Titine15 pas de pression pour l'école à nos enfants encore moins si le vôtre a d'excellents résultats !!! vous avez peur de quoi ? j'ai toujours mis le nez dans les cours de mes enfants jusqu'à la fin du collège mais après ils se sont débrouillés seuls !!! ce n'est que mon avis ... 😉et pour en revenir à ce petit qui vomit vous dites qu'il a déjà un handicap ??? vous savez de quoi il s'agit ?


----------



## Catie6432 (17 Novembre 2022)

Titine15, votre fils a l'âge de ces "expériences". On apprend de ses erreurs. Il va vite le comprendre. Rien de grave en soit. C'est bien qu'il se soit fait prendre la main dans le pot de confiture.  C'est l'école de la vie.


----------



## Titine15 (17 Novembre 2022)

Ben effectivement Angèle je n'avais pas l'impression de lui mettre la pression mais mon mari m'a dit que je le faisais sans m'en rendre compte, il aurait pu me le.dire avant. Enfin bref oui ça lui sert de leçon mais cela me fait de la peine pour lui car il adore sa prof et il va être triste de l'avoir déçue 😞 et pour être honnête je suis très déçue moi même car cela ne lui ressemble pas du tout mais bon effectivement il grandit et test de nouvelles choses, une bêtise en l'occurrence mais bon c'est pas grave comme bêtise ya pire au moins il y reviendra pas 
Oui je connais lhandicap du petit et rien à voir avec les vomissements


----------



## kikine (18 Novembre 2022)

que celle qui n'a jamais triché a une interro me jette la première couche....
bon le mieux tu peux toujours lui dire d'aller présenter ses excuses a sa prof préférée elle appréciera


----------



## Titine15 (18 Novembre 2022)

C'est ce qu'il va faire ce matin.

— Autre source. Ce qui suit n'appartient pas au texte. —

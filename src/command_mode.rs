//! The `Ctrl-A` command mode.
//!
//! Only bytes from the interactive source are fed through [`CommandMode`].
//! Everything else is forwarded without inspection.

/// The reserved byte that enters command mode (`Ctrl-A`).
pub const ESCAPE: u8 = 0x01;

const QUIT: u8 = b'q';
const OPEN_REPL: u8 = b':';
const BACKSPACE: u8 = 0x08;
const DELETE: u8 = 0x7f;

#[derive(Debug, Clone, Copy, PartialEq, Eq, Default)]
pub enum State {
    #[default]
    Normal,
    /// An escape byte was seen; the next byte picks the command.
    Escaped,
    /// Collecting a snippet command line after `Ctrl-A :`.
    ReplEditing,
}

/// What the engine should do in response to one byte.
#[derive(Debug, Clone, PartialEq, Eq)]
pub enum Action {
    /// Nothing leaves the state machine.
    None,
    /// Send this byte to the serial port.
    Forward(u8),
    /// End the session.
    Quit,
    /// A completed command line, without its terminator.
    Submit(Vec<u8>),
}

#[derive(Debug, Default)]
pub struct CommandMode {
    state: State,
    line: Vec<u8>,
}

impl CommandMode {
    pub fn new() -> Self {
        Self::default()
    }

    pub fn state(&self) -> State {
        self.state
    }

    /// The command line collected so far.
    pub fn line(&self) -> &[u8] {
        &self.line
    }

    /// Advance the state machine by one keyboard byte.
    pub fn feed(&mut self, byte: u8) -> Action {
        match self.state {
            State::Normal if byte == ESCAPE => {
                self.state = State::Escaped;
                Action::None
            }
            State::Normal => Action::Forward(byte),
            State::Escaped => {
                self.state = State::Normal;
                match byte {
                    ESCAPE => Action::Forward(ESCAPE),
                    QUIT => Action::Quit,
                    OPEN_REPL => {
                        self.line.clear();
                        self.state = State::ReplEditing;
                        Action::None
                    }
                    _ => Action::None,
                }
            }
            State::ReplEditing => match byte {
                // Raw terminals send CR for Enter.
                b'\r' | b'\n' => {
                    self.state = State::Normal;
                    Action::Submit(std::mem::take(&mut self.line))
                }
                BACKSPACE | DELETE => {
                    self.line.pop();
                    Action::None
                }
                _ => {
                    self.line.push(byte);
                    Action::None
                }
            },
        }
    }
}
//! # Sertty
//!
//! A transparent serial terminal.
//!
//! Sertty relays bytes between a serial port and the local terminal without
//! touching them. It can also feed the port from files or FIFOs, copy what the
//! port sends into log files, and stream named "snippets" (small scripts or
//! canned files) into the port on demand.
//!
//! ## Keys
//!
//! | Keys | Effect |
//! |------|--------|
//! | `Ctrl-A q` | Quit |
//! | `Ctrl-A Ctrl-A` | Send one literal `Ctrl-A` |
//! | `Ctrl-A :` *line* `Enter` | Run snippet *line* (`name args...`) |
//! | `Ctrl-A` anything else | Nothing |
//!
//! ## Snippets
//!
//! A snippet name is looked up in the `--snippet` directories, then in
//! `$XDG_CONFIG_HOME/sertty/snippets`, then in `./snippets`. Executable files
//! are run with the typed arguments and their stdout is sent to the port. Any
//! other file is sent as-is.
//!
//! ## Embedding
//!
//! ```no_run
//! use sertty::source::{Origin, Sink, SourceKind};
//! use sertty::{Engine, SnippetRunner};
//!
//! #[tokio::main(flavor = "current_thread")]
//! async fn main() -> anyhow::Result<()> {
//!     let port = sertty::serial::open("/dev/ttyUSB0".as_ref(), 115200)?;
//!     let reader = tokio::fs::File::from_std(port.try_clone()?);
//!
//!     let mut engine = Engine::new(Sink::new("ttyUSB0", port), SnippetRunner::new(vec![]));
//!     engine.add_output(Sink::stdout());
//!     engine.watch(SourceKind::Serial, "ttyUSB0", Origin::Reader(Box::new(reader)));
//!     engine.watch(SourceKind::Interactive, "stdin", Origin::Reader(Box::new(tokio::io::stdin())));
//!
//!     let exit = engine.run().await?;
//!     println!("{exit:?}");
//!     Ok(())
//! }
//! ```

pub mod command_mode;
pub mod config;
pub mod engine;
pub mod error;
pub mod logging;
pub mod parser;
pub mod serial;
pub mod snippet;
pub mod source;
pub mod terminal;

pub use command_mode::{CommandMode, ESCAPE};
pub use config::Config;
pub use engine::{Engine, Exit, Notice};
pub use error::{Error, Result, SnippetError};
pub use snippet::{Snippet, SnippetRunner};
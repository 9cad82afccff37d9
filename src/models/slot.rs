use serde::{Deserialize, Serialize};
use std::fmt;

/// One of the three meal slots of a calendar day.
#[derive(Debug, Clone, Copy, PartialEq, Eq, Hash, Serialize, Deserialize)]
#[serde(rename_all = "lowercase")]
pub enum Slot {
    Lunch1,
    Lunch2,
    Dinner,
}

impl Slot {
    /// Every slot, in calendar order.
    pub const ALL: [Slot; 3] = [Slot::Lunch1, Slot::Lunch2, Slot::Dinner];

    /// Short tag used in reminder texts.
    pub fn tag(&self) -> &'static str {
        match self {
            Slot::Lunch1 => "L1",
            Slot::Lunch2 => "L2",
            Slot::Dinner => "D",
        }
    }

    pub fn content_field(&self) -> MealField {
        match self {
            Slot::Lunch1 => MealField::Lunch1,
            Slot::Lunch2 => MealField::Lunch2,
            Slot::Dinner => MealField::Dinner,
        }
    }

    pub fn frozen_field(&self) -> MealField {
        match self {
            Slot::Lunch1 => MealField::Lunch1Frozen,
            Slot::Lunch2 => MealField::Lunch2Frozen,
            Slot::Dinner => MealField::DinnerFrozen,
        }
    }
}

impl fmt::Display for Slot {
    fn fmt(&self, f: &mut fmt::Formatter<'_>) -> fmt::Result {
        match self {
            Slot::Lunch1 => write!(f, "lunch1"),
            Slot::Lunch2 => write!(f, "lunch2"),
            Slot::Dinner => write!(f, "dinner"),
        }
    }
}

/// A single stored attribute of a [`Meal`](super::Meal).
///
/// Swap and shift move values attribute by attribute, so content and its
/// frozen flag are distinct identifiers.
#[derive(Debug, Clone, Copy, PartialEq, Eq, Hash)]
pub enum MealField {
    Lunch1,
    Lunch1Frozen,
    Lunch2,
    Lunch2Frozen,
    Dinner,
    DinnerFrozen,
}

impl MealField {
    pub fn slot(&self) -> Slot {
        match self {
            MealField::Lunch1 | MealField::Lunch1Frozen => Slot::Lunch1,
            MealField::Lunch2 | MealField::Lunch2Frozen => Slot::Lunch2,
            MealField::Dinner | MealField::DinnerFrozen => Slot::Dinner,
        }
    }

    pub fn is_frozen_flag(&self) -> bool {
        matches!(
            self,
            MealField::Lunch1Frozen | MealField::Lunch2Frozen | MealField::DinnerFrozen
        )
    }
}

impl fmt::Display for MealField {
    fn fmt(&self, f: &mut fmt::Formatter<'_>) -> fmt::Result {
        if self.is_frozen_flag() {
            write!(f, "{}_frozen", self.slot())
        } else {
            write!(f, "{}", self.slot())
        }
    }
}
use clap::{Args, Subcommand};
use std::fs;
use std::io::Write;
use std::path::PathBuf;

use super::OutputFormat;
use crate::config::Config;

#[derive(Args)]
pub struct ConfigCommand {
    #[command(subcommand)]
    pub command: ConfigSubcommand,
}

#[derive(Subcommand)]
pub enum ConfigSubcommand {
    /// Show current configuration values
    Show {
        /// Output format
        #[arg(long, short, value_enum, default_value = "text")]
        format: OutputFormat,
    },

    /// Initialize configuration file
    Init,
}

const DEFAULT_CONFIG: &str = r#"# todumenu configuration

# Path to SQLite database (default: platform data dir + todumenu/menu.db)
# database_path: menu.db

# Placeholder for a slot with nothing planned
empty_meal: "<empty>"

# Placeholder for a slot still to be decided
variable_meal: "<variable>"

# Whether shifting may overwrite slots that are still to be decided
variable_overridable: true
"#;

impl ConfigCommand {
    pub fn run(
        &self,
        config: &Config,
        cli_config_path: Option<PathBuf>,
    ) -> Result<(), Box<dyn std::error::Error>> {
        match &self.command {
            ConfigSubcommand::Show { format } => {
                match format {
                    OutputFormat::Json => {
                        println!("{}", serde_json::to_string_pretty(config)?);
                    }
                    OutputFormat::Text => {
                        println!("Configuration");
                        println!("=============\n");

                        if let Some(path) = &config.config_file {
                            println!("Config file: {}", path.display());
                        } else {
                            println!(
                                "Config file: {} (not found)",
                                Config::default_config_path().display()
                            );
                        }
                        println!();

                        println!("database_path: {}", config.database_path.value.display());
                        println!("  source: {}", config.database_path.source);
                        println!();

                        println!("empty_meal: {}", config.empty_meal.value);
                        println!("  source: {}", config.empty_meal.source);
                        println!();

                        println!("variable_meal: {}", config.variable_meal.value);
                        println!("  source: {}", config.variable_meal.source);
                        println!();

                        println!(
                            "variable_overridable: {}",
                            config.variable_overridable.value
                        );
                        println!("  source: {}", config.variable_overridable.source);
                    }
                }
                Ok(())
            }

            ConfigSubcommand::Init => {
                let config_path = cli_config_path.unwrap_or_else(Config::default_config_path);

                // Check if config already exists
                if config_path.exists() {
                    println!("Config file already exists: {}", config_path.display());
                    println!("Use 'menu config show' to view current configuration.");
                    return Ok(());
                }

                // Create parent directory
                if let Some(parent) = config_path.parent() {
                    fs::create_dir_all(parent)?;
                }

                let mut file = fs::File::create(&config_path)?;
                file.write_all(DEFAULT_CONFIG.as_bytes())?;

                println!("Created config file: {}", config_path.display());
                println!("\nEdit this file to customize your settings.");
                Ok(())
            }
        }
    }
}
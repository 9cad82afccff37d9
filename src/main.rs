use clap::{Parser, Subcommand};
use std::path::PathBuf;
use tracing_subscriber::{layer::SubscriberExt, util::SubscriberInitExt};

mod commands;
mod config;
mod db;
mod models;
mod planner;

use commands::{ConfigCommand, MealCommand, ShiftCommand, SwapCommand};
use config::Config;
use db::{init_db, SqliteCalendar};
use planner::Planner;

#[derive(Parser)]
#[command(name = "menu")]
#[command(version)]
#[command(about = "A meal calendar with swap and shift planning", long_about = None)]
struct Cli {
    /// Path to config file
    #[arg(long, short, global = true)]
    config: Option<PathBuf>,

    #[command(subcommand)]
    command: Option<Commands>,
}

#[derive(Subcommand)]
enum Commands {
    /// Manage planned meals
    Meal(MealCommand),

    /// Exchange meals between two days
    Swap(SwapCommand),

    /// Push a day's meals forward
    Shift(ShiftCommand),

    /// Manage configuration
    Config(ConfigCommand),
}

#[tokio::main]
async fn main() {
    tracing_subscriber::registry()
        .with(
            tracing_subscriber::EnvFilter::try_from_default_env()
                .unwrap_or_else(|_| "menu=warn".into()),
        )
        .with(tracing_subscriber::fmt::layer().with_writer(std::io::stderr))
        .init();

    if let Err(e) = run().await {
        eprintln!("Error: {}", e);
        std::process::exit(1);
    }
}

async fn run() -> Result<(), Box<dyn std::error::Error>> {
    let cli = Cli::parse();

    // Save config path for init command
    let cli_config_path = cli.config.clone();

    // Load configuration
    let config = Config::load(cli.config)?;

    match cli.command {
        Some(Commands::Meal(cmd)) => {
            let planner = open_planner(&config).await?;
            cmd.run(&planner).await?;
        }
        Some(Commands::Swap(cmd)) => {
            let planner = open_planner(&config).await?;
            cmd.run(&planner).await?;
        }
        Some(Commands::Shift(cmd)) => {
            let planner = open_planner(&config).await?;
            cmd.run(&planner).await?;
        }
        Some(Commands::Config(cmd)) => {
            cmd.run(&config, cli_config_path)?;
        }
        None => {
            println!("Use --help to see available commands");
        }
    }

    Ok(())
}

async fn open_planner(config: &Config) -> Result<Planner<SqliteCalendar>, db::StoreError> {
    let pool = init_db(config.database_path.value.clone()).await?;
    Ok(Planner::new(SqliteCalendar::new(pool), config.classifier()))
}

Quel couillon il est au 1er rang devant elle 
Bonne journée


----------



## angèle1982 (18 Novembre 2022)

La seule fois ou j'ai triché c'était à une dictée (oui à mon époque çà existait encore !) j'étais très bonne en français mais une nana me devançait enfin je le pensais ! bref j'avais écrit un mot à ma façon et elle se trouvait juste devant moi en classe et je ne sais pas pourquoi j'ai copié sur elle car j'avais un doute sur l'écriture de ce mot ! conclusion j'ai eu une faute au lieu de 0 car j'ai pensé qu'elle l'avait bien écrit !!! j'aurais dû suivre mon instinct et ne pas me sentir inférieure à elle ...


----------



## Titine15 (18 Novembre 2022)

Angèle le pb de mon fils c'est qu'il s'est mis dans la tête qu'il devait avoir au moins 17 de moyenne générale. Il me gonfle avec ça. Si il a un 15 il râle que ça va faire baisser sa moyenne alors que moi je lui dis que c'est super un 15.
Je n'ai pas connu ça avec mon 1er lui au contraire rien à faire de ses notes et pas de stress pour l'école. 
Ben il a de la chance la prof l'adore, elle m'a même téléphone pour me dire à quel point cela ne lui ressemblait pas de tricher et qu'elle lui enlevait que 3 points qui correspondraient à l'exercice où il y avait un rapport avec son anti sèche. Purée à mon époque c'était 0 direct y avait pas à chipoter tel ou tel point. Du coup, ce neuneu a 17 sur 20 car il avait tout juste et aurait pu avoir 19.5 si pas triché ça lui servira de leçon ou pas vu qu'il s'en sort avec un 17 quand même


----------



## Tatie bubulle (22 Novembre 2022)

Pour moi, ne pas faire dormir l’enfant n’est pas la solution. En attendant un retour du rdv médical, vois à ce que les PE récupère le linge sale. Perso, je ne supporte pas le vomi donc je comprends ta réaction de vouloir éviter la situation.


----------



## Titine15 (22 Novembre 2022)

Tatie Bubulle depuis que je ne le couche plus le matin plus de vomi et il dort sans pb 2h30 l'après midi. Problème résolu je croise les doigts que ça dure


----------